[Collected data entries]
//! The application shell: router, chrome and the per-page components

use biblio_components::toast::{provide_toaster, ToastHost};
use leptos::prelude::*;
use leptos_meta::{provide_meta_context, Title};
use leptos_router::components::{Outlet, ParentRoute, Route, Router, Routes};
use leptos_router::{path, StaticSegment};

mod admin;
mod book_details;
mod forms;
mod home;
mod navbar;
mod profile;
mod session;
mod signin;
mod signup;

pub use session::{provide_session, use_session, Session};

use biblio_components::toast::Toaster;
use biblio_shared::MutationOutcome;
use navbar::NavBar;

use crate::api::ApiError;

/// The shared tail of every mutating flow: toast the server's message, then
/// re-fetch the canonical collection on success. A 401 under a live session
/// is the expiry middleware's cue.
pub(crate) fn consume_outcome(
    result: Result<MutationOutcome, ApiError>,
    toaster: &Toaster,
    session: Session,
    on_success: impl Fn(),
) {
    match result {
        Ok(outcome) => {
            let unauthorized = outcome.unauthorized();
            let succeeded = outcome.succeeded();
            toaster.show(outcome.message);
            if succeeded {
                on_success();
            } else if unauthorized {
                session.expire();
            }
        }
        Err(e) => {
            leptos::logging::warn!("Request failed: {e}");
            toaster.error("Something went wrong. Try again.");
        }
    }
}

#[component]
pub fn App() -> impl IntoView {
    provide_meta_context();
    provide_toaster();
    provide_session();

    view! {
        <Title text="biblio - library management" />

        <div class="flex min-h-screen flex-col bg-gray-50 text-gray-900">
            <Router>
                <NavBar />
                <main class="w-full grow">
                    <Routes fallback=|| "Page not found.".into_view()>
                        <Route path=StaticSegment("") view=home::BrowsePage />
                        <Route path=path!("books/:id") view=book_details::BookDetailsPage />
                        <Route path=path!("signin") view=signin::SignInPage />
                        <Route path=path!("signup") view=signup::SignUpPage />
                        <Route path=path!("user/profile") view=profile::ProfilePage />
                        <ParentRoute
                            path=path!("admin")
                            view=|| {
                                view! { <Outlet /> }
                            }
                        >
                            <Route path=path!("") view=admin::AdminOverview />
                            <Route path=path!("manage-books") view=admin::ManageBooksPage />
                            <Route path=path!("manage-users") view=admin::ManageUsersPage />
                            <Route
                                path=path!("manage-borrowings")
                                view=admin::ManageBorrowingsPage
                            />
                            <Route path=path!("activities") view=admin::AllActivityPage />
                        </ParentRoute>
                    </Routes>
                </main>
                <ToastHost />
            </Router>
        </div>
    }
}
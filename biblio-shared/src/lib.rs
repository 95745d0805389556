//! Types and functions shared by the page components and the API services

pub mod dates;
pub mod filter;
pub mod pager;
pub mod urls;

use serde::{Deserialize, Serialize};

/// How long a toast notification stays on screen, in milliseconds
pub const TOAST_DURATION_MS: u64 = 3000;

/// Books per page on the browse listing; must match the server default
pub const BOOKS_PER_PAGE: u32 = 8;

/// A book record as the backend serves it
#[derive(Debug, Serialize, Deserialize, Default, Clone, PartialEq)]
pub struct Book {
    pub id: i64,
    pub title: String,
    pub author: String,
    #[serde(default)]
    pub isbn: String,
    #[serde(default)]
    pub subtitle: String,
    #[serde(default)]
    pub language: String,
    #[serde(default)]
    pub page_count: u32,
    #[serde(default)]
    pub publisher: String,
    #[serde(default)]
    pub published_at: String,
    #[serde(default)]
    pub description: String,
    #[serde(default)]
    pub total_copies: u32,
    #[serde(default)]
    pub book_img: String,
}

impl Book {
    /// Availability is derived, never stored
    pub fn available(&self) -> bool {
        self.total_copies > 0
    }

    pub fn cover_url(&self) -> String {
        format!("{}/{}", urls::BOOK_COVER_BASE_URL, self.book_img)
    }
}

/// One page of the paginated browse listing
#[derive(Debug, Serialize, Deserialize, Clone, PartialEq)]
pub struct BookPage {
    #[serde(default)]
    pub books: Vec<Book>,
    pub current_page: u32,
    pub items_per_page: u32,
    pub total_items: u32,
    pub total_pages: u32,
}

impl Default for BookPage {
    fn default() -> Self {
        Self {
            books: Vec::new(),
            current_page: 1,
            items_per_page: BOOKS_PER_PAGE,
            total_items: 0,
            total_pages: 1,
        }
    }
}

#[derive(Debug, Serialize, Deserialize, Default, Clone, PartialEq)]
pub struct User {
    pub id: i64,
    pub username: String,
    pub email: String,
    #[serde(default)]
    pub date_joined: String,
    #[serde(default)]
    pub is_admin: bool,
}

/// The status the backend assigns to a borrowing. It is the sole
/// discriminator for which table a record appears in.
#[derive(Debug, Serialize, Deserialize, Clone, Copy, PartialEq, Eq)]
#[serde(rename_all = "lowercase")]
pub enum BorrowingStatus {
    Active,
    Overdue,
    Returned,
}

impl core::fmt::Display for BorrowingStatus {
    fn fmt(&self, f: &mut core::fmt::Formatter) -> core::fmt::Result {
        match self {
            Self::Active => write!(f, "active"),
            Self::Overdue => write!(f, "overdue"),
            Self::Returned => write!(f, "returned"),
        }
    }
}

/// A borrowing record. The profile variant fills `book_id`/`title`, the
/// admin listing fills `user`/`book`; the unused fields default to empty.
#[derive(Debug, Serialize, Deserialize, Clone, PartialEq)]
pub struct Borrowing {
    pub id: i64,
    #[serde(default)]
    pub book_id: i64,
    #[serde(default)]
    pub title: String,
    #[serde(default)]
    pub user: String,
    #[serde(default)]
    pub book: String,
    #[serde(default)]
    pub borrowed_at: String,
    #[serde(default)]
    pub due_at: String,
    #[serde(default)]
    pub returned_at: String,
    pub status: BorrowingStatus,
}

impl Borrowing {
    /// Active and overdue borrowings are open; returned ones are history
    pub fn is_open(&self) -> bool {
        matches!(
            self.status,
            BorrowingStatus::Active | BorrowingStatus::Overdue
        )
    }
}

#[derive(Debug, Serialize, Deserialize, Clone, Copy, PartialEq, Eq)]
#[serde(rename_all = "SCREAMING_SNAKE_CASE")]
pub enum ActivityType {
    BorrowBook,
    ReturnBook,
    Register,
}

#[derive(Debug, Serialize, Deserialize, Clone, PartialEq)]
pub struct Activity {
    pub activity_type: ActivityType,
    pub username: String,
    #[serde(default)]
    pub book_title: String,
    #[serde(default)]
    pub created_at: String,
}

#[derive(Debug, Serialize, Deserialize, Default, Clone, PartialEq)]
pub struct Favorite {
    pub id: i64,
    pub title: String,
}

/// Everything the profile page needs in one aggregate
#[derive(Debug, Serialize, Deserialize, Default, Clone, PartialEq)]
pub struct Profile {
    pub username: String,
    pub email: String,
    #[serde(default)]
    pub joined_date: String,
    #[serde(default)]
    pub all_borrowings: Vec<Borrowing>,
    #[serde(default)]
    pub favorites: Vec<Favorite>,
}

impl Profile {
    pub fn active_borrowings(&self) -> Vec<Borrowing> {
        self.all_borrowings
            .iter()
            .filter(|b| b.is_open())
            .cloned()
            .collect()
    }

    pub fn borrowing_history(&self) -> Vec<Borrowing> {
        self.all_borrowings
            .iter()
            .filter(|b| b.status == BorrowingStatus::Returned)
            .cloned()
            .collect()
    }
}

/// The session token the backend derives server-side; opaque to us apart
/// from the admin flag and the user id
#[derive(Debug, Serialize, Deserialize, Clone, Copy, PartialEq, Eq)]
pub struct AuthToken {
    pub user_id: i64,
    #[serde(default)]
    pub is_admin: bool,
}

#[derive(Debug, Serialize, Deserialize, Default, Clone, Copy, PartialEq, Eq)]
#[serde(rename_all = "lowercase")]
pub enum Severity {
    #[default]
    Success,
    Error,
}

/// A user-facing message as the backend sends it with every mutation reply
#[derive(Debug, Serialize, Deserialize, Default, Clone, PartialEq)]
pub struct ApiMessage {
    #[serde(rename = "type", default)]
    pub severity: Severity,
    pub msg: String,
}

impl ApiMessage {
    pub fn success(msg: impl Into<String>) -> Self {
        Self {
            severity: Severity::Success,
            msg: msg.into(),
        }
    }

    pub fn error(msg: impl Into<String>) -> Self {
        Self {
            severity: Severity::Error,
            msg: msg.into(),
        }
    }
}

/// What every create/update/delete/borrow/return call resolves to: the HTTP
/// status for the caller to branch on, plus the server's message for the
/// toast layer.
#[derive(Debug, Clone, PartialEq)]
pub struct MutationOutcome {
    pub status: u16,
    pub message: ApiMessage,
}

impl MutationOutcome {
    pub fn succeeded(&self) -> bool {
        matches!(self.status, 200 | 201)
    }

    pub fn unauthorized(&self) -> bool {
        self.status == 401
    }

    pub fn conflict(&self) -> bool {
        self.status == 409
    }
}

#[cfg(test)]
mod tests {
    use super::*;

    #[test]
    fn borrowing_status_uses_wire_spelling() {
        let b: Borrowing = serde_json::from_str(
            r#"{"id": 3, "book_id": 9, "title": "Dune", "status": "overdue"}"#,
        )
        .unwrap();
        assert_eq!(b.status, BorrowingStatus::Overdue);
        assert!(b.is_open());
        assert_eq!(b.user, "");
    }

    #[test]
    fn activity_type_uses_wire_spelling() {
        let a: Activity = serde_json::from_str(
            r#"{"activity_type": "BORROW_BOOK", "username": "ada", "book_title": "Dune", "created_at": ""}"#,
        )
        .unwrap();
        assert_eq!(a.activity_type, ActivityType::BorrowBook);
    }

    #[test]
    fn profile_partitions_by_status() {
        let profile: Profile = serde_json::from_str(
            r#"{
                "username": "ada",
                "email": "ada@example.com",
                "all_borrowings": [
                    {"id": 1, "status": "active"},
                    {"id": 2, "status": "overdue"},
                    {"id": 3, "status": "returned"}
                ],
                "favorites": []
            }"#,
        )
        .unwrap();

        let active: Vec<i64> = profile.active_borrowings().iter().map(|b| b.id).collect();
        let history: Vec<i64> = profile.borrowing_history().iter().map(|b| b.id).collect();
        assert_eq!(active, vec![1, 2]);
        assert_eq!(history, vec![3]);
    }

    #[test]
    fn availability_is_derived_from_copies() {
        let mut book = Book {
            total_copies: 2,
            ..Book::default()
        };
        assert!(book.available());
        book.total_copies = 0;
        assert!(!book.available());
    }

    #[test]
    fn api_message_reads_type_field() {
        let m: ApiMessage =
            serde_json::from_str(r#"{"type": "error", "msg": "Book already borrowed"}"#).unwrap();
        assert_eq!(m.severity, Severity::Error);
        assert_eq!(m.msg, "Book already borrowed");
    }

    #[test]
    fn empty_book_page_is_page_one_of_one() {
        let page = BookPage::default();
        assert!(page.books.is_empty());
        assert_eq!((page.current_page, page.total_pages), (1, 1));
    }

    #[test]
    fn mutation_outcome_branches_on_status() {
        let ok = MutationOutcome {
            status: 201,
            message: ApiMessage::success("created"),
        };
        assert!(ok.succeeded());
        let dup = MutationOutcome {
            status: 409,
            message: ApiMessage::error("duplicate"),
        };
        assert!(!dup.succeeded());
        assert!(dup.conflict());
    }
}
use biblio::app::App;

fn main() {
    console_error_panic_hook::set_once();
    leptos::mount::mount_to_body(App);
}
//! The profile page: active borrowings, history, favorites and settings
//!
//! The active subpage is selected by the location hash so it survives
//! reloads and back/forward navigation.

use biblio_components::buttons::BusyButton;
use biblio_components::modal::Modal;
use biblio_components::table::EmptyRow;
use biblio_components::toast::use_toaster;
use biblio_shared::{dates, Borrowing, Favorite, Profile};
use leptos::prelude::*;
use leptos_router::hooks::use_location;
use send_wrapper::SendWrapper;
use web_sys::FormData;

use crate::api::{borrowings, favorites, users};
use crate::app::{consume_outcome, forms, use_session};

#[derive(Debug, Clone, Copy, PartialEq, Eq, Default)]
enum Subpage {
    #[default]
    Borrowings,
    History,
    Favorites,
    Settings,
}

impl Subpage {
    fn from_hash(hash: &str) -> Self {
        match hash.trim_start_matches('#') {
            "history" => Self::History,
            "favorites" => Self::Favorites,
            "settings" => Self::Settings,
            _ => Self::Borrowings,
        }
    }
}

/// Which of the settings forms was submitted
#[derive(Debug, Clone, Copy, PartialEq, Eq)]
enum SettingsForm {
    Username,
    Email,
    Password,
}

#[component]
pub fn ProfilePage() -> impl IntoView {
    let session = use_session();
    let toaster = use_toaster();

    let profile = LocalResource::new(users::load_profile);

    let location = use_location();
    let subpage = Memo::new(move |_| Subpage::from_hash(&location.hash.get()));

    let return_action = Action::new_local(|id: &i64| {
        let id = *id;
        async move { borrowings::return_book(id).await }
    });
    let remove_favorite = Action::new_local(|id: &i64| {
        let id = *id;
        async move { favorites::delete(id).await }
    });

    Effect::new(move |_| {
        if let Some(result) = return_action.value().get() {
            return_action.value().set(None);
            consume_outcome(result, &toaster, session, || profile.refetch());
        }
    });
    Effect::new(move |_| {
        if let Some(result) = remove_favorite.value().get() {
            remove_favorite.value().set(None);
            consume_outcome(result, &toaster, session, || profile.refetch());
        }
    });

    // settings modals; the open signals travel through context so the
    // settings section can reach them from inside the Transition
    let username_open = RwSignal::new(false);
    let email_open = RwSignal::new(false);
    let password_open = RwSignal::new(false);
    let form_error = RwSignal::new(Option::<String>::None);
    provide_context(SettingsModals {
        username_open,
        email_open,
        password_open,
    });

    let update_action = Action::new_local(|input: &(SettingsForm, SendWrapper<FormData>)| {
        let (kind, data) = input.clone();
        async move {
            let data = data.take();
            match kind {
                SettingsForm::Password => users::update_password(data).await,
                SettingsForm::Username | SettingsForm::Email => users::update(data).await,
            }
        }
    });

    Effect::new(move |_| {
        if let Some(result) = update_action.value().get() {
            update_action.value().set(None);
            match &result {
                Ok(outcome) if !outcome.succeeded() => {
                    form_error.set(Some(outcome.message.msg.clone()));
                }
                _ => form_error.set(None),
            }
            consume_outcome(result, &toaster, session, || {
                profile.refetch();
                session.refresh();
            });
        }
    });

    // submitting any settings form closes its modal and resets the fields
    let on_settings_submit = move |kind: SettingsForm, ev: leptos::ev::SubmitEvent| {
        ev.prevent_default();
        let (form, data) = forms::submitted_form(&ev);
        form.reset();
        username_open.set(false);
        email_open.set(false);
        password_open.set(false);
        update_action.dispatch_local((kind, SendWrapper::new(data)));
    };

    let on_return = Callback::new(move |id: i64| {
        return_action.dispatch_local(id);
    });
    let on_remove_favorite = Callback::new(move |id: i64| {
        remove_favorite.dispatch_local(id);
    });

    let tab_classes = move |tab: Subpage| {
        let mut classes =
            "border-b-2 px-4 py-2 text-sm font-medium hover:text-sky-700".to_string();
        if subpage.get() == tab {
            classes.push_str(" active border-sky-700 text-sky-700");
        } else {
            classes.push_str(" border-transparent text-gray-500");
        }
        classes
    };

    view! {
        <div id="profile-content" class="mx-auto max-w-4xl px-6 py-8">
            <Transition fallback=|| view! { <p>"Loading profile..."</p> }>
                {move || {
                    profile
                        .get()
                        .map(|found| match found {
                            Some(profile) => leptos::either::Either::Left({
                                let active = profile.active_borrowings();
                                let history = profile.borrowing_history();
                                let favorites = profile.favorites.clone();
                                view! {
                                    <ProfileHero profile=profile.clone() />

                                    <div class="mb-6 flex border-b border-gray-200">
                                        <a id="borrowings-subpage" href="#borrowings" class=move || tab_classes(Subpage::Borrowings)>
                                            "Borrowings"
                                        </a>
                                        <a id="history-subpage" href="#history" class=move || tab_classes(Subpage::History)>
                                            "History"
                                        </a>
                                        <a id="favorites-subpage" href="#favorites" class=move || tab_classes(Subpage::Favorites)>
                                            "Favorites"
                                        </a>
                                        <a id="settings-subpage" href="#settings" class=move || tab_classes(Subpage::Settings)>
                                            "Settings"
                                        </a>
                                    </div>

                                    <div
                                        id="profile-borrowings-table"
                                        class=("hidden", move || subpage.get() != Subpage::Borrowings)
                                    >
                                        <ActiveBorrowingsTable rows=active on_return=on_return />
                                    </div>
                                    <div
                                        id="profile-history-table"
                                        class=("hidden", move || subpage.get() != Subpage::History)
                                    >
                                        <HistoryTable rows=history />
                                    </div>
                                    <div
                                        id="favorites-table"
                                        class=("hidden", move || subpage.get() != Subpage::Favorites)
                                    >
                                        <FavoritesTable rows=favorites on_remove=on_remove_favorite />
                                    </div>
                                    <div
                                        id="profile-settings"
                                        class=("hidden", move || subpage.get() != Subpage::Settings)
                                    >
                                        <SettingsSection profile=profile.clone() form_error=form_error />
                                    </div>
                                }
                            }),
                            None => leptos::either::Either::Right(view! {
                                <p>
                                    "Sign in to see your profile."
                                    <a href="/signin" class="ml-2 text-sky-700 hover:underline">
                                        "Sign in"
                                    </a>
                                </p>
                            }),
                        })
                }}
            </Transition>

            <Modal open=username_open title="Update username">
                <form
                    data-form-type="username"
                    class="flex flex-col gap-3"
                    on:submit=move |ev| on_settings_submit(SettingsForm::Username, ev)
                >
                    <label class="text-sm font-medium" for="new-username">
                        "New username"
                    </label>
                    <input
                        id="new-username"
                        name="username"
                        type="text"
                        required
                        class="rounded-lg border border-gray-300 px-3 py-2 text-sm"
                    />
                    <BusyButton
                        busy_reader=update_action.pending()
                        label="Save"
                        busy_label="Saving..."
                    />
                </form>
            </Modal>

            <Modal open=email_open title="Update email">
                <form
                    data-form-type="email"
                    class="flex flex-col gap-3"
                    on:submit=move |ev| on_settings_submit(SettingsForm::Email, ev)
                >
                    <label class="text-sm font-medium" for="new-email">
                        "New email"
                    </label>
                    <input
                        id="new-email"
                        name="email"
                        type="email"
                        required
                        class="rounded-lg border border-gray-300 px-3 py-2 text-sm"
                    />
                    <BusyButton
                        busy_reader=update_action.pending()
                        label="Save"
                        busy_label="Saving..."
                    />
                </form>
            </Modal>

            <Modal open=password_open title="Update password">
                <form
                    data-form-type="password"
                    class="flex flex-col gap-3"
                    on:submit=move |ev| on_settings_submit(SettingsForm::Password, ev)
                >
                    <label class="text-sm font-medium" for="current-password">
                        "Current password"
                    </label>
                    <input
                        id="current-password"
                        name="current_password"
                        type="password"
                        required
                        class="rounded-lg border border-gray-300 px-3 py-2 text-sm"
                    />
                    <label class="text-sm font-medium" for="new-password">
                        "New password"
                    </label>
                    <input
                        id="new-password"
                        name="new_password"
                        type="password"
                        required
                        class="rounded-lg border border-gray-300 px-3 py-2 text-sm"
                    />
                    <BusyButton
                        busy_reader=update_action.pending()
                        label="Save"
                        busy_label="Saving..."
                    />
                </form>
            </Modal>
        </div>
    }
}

* [Requirement]:
Starting at the first line of the entries above, please extract each line up to and including the line with "use biblio_components::toast::Toaster;", unchanged, and add nothing.

* [Answer for this exercise]:
//! The application shell: router, chrome and the per-page components

use biblio_components::toast::{provide_toaster, ToastHost};
use leptos::prelude::*;
use leptos_meta::{provide_meta_context, Title};
use leptos_router::components::{Outlet, ParentRoute, Route, Router, Routes};
use leptos_router::{path, StaticSegment};

mod admin;
mod book_details;
mod forms;
mod home;
mod navbar;
mod profile;
mod session;
mod signin;
mod signup;

pub use session::{provide_session, use_session, Session};

use biblio_components::toast::Toaster;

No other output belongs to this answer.